Input for this task:

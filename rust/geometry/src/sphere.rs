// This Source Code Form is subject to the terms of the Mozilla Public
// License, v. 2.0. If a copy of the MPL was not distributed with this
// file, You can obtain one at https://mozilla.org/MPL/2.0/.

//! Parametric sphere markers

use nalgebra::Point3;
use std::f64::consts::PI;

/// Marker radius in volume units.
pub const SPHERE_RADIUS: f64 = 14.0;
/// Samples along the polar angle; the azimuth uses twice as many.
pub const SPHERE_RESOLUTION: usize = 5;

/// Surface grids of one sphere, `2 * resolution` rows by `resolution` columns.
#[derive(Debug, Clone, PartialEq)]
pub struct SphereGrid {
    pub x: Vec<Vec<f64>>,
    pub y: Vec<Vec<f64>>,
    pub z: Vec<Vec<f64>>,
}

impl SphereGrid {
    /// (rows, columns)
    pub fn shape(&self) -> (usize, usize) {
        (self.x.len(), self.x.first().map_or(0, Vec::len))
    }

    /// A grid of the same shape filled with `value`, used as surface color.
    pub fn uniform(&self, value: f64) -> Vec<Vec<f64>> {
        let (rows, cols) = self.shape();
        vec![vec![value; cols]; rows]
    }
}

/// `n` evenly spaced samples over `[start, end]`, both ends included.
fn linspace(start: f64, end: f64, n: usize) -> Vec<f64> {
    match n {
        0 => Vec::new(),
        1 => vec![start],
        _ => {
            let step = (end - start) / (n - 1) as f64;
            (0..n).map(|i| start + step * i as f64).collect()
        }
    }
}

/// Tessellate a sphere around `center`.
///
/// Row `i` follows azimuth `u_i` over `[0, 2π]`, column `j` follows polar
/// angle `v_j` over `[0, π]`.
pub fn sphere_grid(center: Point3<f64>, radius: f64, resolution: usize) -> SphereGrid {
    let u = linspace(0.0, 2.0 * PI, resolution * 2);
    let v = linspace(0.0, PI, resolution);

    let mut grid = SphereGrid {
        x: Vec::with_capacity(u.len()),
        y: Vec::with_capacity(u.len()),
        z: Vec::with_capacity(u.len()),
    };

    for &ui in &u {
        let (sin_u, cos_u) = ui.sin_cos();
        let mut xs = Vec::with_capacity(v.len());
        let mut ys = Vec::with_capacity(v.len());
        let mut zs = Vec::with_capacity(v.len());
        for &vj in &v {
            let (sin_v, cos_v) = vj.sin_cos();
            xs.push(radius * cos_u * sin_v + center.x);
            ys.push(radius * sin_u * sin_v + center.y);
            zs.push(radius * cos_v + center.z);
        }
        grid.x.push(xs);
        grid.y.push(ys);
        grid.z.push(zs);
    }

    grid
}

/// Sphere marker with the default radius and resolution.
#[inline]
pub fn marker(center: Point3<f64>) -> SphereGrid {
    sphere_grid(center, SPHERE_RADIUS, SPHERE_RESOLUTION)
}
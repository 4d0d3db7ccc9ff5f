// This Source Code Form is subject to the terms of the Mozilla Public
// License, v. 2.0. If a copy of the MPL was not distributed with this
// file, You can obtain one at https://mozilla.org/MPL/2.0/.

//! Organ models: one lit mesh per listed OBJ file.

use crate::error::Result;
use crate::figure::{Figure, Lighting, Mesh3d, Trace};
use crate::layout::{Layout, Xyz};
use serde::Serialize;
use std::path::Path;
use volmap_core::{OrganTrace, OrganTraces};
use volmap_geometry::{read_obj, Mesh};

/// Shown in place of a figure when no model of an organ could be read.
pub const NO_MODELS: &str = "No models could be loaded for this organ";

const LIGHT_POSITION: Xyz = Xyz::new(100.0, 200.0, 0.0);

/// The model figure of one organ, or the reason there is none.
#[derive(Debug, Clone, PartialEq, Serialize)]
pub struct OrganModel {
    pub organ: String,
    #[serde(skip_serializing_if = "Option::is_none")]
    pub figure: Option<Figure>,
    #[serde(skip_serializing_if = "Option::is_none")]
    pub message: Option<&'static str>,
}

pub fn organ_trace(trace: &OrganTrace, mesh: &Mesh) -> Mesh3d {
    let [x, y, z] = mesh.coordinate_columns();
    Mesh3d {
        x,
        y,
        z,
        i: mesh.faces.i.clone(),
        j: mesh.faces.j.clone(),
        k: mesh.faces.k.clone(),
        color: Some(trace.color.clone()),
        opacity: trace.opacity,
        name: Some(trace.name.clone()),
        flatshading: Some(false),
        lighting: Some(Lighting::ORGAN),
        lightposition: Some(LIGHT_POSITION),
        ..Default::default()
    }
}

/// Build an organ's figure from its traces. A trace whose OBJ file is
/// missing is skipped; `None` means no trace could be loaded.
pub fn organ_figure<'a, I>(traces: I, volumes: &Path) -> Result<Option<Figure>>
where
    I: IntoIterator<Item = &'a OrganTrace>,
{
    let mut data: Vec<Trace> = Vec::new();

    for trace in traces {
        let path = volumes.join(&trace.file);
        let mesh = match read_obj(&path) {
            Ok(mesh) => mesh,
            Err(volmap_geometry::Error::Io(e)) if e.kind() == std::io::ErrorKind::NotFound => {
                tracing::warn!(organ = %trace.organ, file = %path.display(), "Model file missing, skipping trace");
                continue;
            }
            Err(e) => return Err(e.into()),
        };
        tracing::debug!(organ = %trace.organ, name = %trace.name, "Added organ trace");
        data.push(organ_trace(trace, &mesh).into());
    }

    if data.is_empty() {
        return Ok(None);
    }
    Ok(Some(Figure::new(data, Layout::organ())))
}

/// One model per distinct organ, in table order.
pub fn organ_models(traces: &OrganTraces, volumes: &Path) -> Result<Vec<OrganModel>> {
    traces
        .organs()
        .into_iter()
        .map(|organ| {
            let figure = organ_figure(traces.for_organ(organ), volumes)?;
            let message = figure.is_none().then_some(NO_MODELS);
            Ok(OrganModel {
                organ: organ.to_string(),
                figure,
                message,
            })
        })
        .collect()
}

Aim of the exercise: Restate the data above in full, keeping every word as it is.

Finished task:
filename rust/geometry/src/sphere.rs
// This Source Code Form is subject to the terms of the Mozilla Public
// License, v. 2.0. If a copy of the MPL was not distributed with this
// file, You can obtain one at https://mozilla.org/MPL/2.0/.

//! Parametric sphere markers

use nalgebra::Point3;
use std::f64::consts::PI;

/// Marker radius in volume units.
pub const SPHERE_RADIUS: f64 = 14.0;
/// Samples along the polar angle; the azimuth uses twice as many.
pub const SPHERE_RESOLUTION: usize = 5;

/// Surface grids of one sphere, `2 * resolution` rows by `resolution` columns.
#[derive(Debug, Clone, PartialEq)]
pub struct SphereGrid {
    pub x: Vec<Vec<f64>>,
    pub y: Vec<Vec<f64>>,
    pub z: Vec<Vec<f64>>,
}

impl SphereGrid {
    /// (rows, columns)
    pub fn shape(&self) -> (usize, usize) {
        (self.x.len(), self.x.first().map_or(0, Vec::len))
    }

    /// A grid of the same shape filled with `value`, used as surface color.
    pub fn uniform(&self, value: f64) -> Vec<Vec<f64>> {
        let (rows, cols) = self.shape();
        vec![vec![value; cols]; rows]
    }
}

/// `n` evenly spaced samples over `[start, end]`, both ends included.
fn linspace(start: f64, end: f64, n: usize) -> Vec<f64> {
    match n {
        0 => Vec::new(),
        1 => vec![start],
        _ => {
            let step = (end - start) / (n - 1) as f64;
            (0..n).map(|i| start + step * i as f64).collect()
        }
    }
}

/// Tessellate a sphere around `center`.
///
/// Row `i` follows azimuth `u_i` over `[0, 2π]`, column `j` follows polar
/// angle `v_j` over `[0, π]`.
pub fn sphere_grid(center: Point3<f64>, radius: f64, resolution: usize) -> SphereGrid {
    let u = linspace(0.0, 2.0 * PI, resolution * 2);
    let v = linspace(0.0, PI, resolution);

    let mut grid = SphereGrid {
        x: Vec::with_capacity(u.len()),
        y: Vec::with_capacity(u.len()),
        z: Vec::with_capacity(u.len()),
    };

    for &ui in &u {
        let (sin_u, cos_u) = ui.sin_cos();
        let mut xs = Vec::with_capacity(v.len());
        let mut ys = Vec::with_capacity(v.len());
        let mut zs = Vec::with_capacity(v.len());
        for &vj in &v {
            let (sin_v, cos_v) = vj.sin_cos();
            xs.push(radius * cos_u * sin_v + center.x);
            ys.push(radius * sin_u * sin_v + center.y);
            zs.push(radius * cos_v + center.z);
        }
        grid.x.push(xs);
        grid.y.push(ys);
        grid.z.push(zs);
    }

    grid
}

/// Sphere marker with the default radius and resolution.
#[inline]
pub fn marker(center: Point3<f64>) -> SphereGrid {
    sphere_grid(center, SPHERE_RADIUS, SPHERE_RESOLUTION)
}
repository 4d0d3db7ccc9ff5f
// This Source Code Form is subject to the terms of the Mozilla Public
// License, v. 2.0. If a copy of the MPL was not distributed with this
// file, You can obtain one at https://mozilla.org/MPL/2.0/.

//! Organ models: one lit mesh per listed OBJ file.

use crate::error::Result;
use crate::figure::{Figure, Lighting, Mesh3d, Trace};
use crate::layout::{Layout, Xyz};
use serde::Serialize;
use std::path::Path;
use volmap_core::{OrganTrace, OrganTraces};
use volmap_geometry::{read_obj, Mesh};

/// Shown in place of a figure when no model of an organ could be read.
pub const NO_MODELS: &str = "No models could be loaded for this organ";

const LIGHT_POSITION: Xyz = Xyz::new(100.0, 200.0, 0.0);

/// The model figure of one organ, or the reason there is none.
#[derive(Debug, Clone, PartialEq, Serialize)]
pub struct OrganModel {
    pub organ: String,
    #[serde(skip_serializing_if = "Option::is_none")]
    pub figure: Option<Figure>,
    #[serde(skip_serializing_if = "Option::is_none")]
    pub message: Option<&'static str>,
}

pub fn organ_trace(trace: &OrganTrace, mesh: &Mesh) -> Mesh3d {
    let [x, y, z] = mesh.coordinate_columns();
    Mesh3d {
        x,
        y,
        z,
        i: mesh.faces.i.clone(),
        j: mesh.faces.j.clone(),
        k: mesh.faces.k.clone(),
        color: Some(trace.color.clone()),
        opacity: trace.opacity,
        name: Some(trace.name.clone()),
        flatshading: Some(false),
        lighting: Some(Lighting::ORGAN),
        lightposition: Some(LIGHT_POSITION),
        ..Default::default()
    }
}

/// Build an organ's figure from its traces. A trace whose OBJ file is
/// missing is skipped; `None` means no trace could be loaded.
pub fn organ_figure<'a, I>(traces: I, volumes: &Path) -> Result<Option<Figure>>
where
    I: IntoIterator<Item = &'a OrganTrace>,
{
    let mut data: Vec<Trace> = Vec::new();

    for trace in traces {
        let path = volumes.join(&trace.file);
        let mesh = match read_obj(&path) {
            Ok(mesh) => mesh,
            Err(volmap_geometry::Error::Io(e)) if e.kind() == std::io::ErrorKind::NotFound => {
                tracing::warn!(organ = %trace.organ, file = %path.display(), "Model file missing, skipping trace");
                continue;
            }
            Err(e) => return Err(e.into()),
        };
        tracing::debug!(organ = %trace.organ, name = %trace.name, "Added organ trace");
        data.push(organ_trace(trace, &mesh).into());
    }

    if data.is_empty() {
        return Ok(None);
    }
    Ok(Some(Figure::new(data, Layout::organ())))
}

/// One model per distinct organ, in table order.
pub fn organ_models(traces: &OrganTraces, volumes: &Path) -> Result<Vec<OrganModel>> {
    traces
        .organs()
        .into_iter()
        .map(|organ| {
            let figure = organ_figure(traces.for_organ(organ), volumes)?;
            let message = figure.is_none().then_some(NO_MODELS);
            Ok(OrganModel {
                organ: organ.to_string(),
                figure,
                message,
            })
        })
        .collect()
}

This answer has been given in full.